Work instruction: From the records below, set down exactly the lines starting with the line that contains "the weather service." and going on through the line that contains "interleave, so the". Nothing else is wanted.

(Excerpts from a dataset)
________________________
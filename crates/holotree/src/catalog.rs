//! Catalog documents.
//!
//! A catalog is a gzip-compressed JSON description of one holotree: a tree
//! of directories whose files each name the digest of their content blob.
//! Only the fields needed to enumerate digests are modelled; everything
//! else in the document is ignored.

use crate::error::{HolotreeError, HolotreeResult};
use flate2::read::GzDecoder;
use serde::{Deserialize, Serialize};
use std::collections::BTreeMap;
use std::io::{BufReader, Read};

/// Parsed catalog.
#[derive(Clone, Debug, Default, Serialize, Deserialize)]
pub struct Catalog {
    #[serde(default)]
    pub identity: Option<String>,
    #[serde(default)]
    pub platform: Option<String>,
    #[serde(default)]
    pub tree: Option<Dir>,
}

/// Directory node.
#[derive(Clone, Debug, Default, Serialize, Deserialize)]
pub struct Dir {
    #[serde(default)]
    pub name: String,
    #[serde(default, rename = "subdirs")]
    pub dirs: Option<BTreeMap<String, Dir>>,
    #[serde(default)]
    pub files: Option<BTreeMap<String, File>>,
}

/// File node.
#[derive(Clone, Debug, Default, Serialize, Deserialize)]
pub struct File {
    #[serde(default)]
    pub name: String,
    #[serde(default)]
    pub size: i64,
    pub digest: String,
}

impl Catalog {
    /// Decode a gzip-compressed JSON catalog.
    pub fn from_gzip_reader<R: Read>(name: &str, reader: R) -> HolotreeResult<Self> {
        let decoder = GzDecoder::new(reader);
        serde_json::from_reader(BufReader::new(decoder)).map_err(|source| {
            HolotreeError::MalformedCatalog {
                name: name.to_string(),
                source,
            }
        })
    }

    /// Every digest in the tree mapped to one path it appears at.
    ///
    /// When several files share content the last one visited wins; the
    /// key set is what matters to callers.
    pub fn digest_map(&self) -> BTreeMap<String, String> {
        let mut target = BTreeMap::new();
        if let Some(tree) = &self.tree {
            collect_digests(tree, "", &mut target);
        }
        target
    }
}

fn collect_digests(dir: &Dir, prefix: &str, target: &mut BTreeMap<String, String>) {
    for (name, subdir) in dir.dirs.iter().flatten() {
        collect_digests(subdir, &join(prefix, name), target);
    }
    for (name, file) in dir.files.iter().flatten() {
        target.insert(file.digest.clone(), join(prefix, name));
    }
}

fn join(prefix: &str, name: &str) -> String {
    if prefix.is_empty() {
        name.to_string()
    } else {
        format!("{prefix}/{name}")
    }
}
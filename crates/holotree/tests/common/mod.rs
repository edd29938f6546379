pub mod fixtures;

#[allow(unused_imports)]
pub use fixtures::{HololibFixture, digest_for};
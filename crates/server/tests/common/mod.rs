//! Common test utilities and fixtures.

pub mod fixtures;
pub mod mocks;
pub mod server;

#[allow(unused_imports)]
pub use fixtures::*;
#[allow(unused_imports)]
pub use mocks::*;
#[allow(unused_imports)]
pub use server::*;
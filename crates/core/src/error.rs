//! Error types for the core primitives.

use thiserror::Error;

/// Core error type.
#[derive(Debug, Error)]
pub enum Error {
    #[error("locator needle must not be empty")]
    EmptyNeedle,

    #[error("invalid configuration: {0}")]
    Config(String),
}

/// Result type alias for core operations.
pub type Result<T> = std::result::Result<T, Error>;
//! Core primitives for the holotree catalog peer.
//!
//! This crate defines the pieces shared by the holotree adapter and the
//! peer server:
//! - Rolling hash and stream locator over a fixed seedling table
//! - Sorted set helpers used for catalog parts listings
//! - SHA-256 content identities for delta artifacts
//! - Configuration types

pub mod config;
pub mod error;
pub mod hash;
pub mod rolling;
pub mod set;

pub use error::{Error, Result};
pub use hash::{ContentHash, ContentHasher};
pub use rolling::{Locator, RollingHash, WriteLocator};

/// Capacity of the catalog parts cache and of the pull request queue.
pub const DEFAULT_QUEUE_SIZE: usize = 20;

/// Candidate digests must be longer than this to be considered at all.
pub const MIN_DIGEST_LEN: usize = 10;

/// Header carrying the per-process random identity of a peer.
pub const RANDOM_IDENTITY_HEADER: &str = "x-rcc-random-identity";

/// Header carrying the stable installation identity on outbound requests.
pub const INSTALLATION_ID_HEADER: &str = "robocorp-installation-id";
________________________
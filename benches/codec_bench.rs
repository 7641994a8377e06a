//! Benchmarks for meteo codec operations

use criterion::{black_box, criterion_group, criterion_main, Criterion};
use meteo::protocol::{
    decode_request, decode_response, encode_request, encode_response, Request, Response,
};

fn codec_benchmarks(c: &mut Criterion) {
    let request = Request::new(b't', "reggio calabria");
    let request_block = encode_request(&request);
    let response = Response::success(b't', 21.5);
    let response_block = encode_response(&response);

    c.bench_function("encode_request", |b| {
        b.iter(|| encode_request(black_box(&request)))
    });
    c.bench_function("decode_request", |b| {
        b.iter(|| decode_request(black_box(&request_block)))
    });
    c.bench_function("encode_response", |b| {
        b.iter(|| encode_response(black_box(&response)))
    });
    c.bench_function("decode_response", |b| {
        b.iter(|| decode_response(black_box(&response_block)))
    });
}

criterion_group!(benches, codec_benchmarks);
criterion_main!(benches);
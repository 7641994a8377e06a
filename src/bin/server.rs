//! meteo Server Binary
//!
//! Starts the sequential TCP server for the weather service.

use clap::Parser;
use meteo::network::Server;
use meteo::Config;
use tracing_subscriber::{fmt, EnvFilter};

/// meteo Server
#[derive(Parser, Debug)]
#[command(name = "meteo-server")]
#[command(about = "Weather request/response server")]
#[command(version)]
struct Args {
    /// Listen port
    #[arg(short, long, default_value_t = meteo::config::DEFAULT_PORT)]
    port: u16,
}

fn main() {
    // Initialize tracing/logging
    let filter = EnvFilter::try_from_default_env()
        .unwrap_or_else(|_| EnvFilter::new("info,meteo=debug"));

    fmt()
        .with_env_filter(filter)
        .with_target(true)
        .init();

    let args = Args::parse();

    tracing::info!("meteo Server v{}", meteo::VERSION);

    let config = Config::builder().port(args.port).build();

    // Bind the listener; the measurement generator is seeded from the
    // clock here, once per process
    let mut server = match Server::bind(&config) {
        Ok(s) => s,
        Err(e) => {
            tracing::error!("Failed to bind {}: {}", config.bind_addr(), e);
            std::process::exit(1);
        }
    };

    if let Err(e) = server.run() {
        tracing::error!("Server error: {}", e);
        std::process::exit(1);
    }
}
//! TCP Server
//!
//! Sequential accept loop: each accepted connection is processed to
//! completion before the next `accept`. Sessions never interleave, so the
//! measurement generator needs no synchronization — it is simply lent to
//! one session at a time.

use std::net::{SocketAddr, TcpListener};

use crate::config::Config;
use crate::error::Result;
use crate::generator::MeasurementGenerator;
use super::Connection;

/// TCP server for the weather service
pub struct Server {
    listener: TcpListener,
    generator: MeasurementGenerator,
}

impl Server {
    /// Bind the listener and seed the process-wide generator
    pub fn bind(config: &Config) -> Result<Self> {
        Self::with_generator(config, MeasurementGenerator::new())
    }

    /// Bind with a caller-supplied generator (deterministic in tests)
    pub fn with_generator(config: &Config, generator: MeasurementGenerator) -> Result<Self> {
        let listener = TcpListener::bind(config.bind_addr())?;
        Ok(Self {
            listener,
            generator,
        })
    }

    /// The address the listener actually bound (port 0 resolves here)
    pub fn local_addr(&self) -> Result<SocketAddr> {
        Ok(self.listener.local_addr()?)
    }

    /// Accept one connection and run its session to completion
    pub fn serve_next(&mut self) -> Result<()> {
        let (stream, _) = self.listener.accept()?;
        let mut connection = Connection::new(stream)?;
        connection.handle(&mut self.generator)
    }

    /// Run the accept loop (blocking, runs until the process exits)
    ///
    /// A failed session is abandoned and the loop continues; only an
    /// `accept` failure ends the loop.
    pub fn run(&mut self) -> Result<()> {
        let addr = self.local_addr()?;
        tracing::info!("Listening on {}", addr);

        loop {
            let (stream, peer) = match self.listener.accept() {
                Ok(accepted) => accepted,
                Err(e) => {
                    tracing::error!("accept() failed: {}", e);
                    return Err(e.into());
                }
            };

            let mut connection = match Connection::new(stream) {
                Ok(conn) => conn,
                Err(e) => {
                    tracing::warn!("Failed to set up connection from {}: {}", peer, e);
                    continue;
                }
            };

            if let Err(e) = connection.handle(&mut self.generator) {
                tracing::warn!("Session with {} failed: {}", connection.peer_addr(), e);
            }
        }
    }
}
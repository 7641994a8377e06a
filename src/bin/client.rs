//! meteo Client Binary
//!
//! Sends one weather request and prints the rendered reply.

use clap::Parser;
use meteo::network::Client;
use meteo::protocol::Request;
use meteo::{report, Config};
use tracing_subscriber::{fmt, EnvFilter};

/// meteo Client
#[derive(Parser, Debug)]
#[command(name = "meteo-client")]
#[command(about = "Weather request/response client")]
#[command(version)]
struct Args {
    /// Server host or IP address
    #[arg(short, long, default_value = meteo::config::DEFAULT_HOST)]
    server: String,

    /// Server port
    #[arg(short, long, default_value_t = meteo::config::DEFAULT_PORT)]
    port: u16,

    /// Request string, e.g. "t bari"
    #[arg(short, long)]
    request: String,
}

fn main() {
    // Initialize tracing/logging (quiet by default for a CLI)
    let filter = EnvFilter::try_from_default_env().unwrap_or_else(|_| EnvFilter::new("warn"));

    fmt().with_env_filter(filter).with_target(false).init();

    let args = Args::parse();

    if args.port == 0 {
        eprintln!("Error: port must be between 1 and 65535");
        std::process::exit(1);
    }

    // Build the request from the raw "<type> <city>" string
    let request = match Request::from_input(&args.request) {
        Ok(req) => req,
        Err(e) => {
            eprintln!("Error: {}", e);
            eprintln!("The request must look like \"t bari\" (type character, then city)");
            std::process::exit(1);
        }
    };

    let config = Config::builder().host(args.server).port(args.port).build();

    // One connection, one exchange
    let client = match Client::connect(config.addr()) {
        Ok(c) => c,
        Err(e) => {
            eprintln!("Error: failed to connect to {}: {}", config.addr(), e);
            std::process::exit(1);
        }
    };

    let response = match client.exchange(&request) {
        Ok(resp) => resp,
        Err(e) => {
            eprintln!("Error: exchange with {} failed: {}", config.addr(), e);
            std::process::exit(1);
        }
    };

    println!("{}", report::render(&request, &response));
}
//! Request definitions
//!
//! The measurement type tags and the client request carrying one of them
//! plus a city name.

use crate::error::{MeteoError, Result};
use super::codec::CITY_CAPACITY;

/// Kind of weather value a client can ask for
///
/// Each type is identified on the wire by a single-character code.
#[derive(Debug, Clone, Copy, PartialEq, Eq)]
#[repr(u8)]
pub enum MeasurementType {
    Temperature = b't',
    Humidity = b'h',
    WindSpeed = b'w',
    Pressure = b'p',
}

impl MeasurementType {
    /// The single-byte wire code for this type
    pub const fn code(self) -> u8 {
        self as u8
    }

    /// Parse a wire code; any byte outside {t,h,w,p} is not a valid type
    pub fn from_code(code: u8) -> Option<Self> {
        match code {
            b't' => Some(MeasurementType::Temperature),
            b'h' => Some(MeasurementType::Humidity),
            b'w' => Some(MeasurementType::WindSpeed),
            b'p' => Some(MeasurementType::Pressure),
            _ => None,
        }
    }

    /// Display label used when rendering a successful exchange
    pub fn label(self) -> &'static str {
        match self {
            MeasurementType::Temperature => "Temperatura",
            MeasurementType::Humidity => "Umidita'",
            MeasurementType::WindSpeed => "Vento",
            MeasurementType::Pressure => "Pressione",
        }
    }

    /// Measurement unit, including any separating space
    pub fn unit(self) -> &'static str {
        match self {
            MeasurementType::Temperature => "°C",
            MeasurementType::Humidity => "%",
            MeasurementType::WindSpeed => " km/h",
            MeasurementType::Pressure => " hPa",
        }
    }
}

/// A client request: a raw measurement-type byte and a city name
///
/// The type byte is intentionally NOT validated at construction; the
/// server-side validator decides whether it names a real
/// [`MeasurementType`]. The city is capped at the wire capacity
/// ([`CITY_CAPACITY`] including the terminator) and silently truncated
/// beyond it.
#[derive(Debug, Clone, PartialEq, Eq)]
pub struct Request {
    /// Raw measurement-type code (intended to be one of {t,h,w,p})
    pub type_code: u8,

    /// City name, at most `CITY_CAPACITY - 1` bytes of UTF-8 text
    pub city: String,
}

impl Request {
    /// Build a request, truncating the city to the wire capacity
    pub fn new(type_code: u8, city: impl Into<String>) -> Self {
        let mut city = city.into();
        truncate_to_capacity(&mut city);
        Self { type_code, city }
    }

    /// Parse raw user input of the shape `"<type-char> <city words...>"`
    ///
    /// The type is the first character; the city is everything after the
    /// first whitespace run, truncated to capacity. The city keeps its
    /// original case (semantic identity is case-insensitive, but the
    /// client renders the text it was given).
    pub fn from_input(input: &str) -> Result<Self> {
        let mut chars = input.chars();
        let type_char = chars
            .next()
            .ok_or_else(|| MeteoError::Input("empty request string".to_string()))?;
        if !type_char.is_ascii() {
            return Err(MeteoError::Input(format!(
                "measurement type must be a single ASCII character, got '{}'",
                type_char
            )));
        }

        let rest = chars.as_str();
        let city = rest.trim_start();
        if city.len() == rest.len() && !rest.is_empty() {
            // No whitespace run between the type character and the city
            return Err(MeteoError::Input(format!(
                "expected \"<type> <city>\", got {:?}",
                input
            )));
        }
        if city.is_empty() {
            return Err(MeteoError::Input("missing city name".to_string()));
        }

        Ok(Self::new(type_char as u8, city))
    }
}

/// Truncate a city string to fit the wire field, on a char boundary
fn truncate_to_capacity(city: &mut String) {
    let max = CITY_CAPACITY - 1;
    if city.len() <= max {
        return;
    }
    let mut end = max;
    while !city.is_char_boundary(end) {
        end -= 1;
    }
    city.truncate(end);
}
________________________
Solution to the exercise:
//! Starts the sequential TCP server for the weather service.

use clap::Parser;
use meteo::network::Server;
use meteo::Config;
use tracing_subscriber::{fmt, EnvFilter};

/// meteo Server
#[derive(Parser, Debug)]
#[command(name = "meteo-server")]
#[command(about = "Weather request/response server")]
#[command(version)]
struct Args {
    /// Listen port
    #[arg(short, long, default_value_t = meteo::config::DEFAULT_PORT)]
    port: u16,
}

fn main() {
    // Initialize tracing/logging
    let filter = EnvFilter::try_from_default_env()
        .unwrap_or_else(|_| EnvFilter::new("info,meteo=debug"));

    fmt()
        .with_env_filter(filter)
        .with_target(true)
        .init();

    let args = Args::parse();

    tracing::info!("meteo Server v{}", meteo::VERSION);

    let config = Config::builder().port(args.port).build();

    // Bind the listener; the measurement generator is seeded from the
    // clock here, once per process
    let mut server = match Server::bind(&config) {
        Ok(s) => s,
        Err(e) => {
            tracing::error!("Failed to bind {}: {}", config.bind_addr(), e);
            std::process::exit(1);
        }
    };

    if let Err(e) = server.run() {
        tracing::error!("Server error: {}", e);
        std::process::exit(1);
    }
}
//! TCP Server
//!
//! Sequential accept loop: each accepted connection is processed to
//! completion before the next `accept`. Sessions never interleave, so the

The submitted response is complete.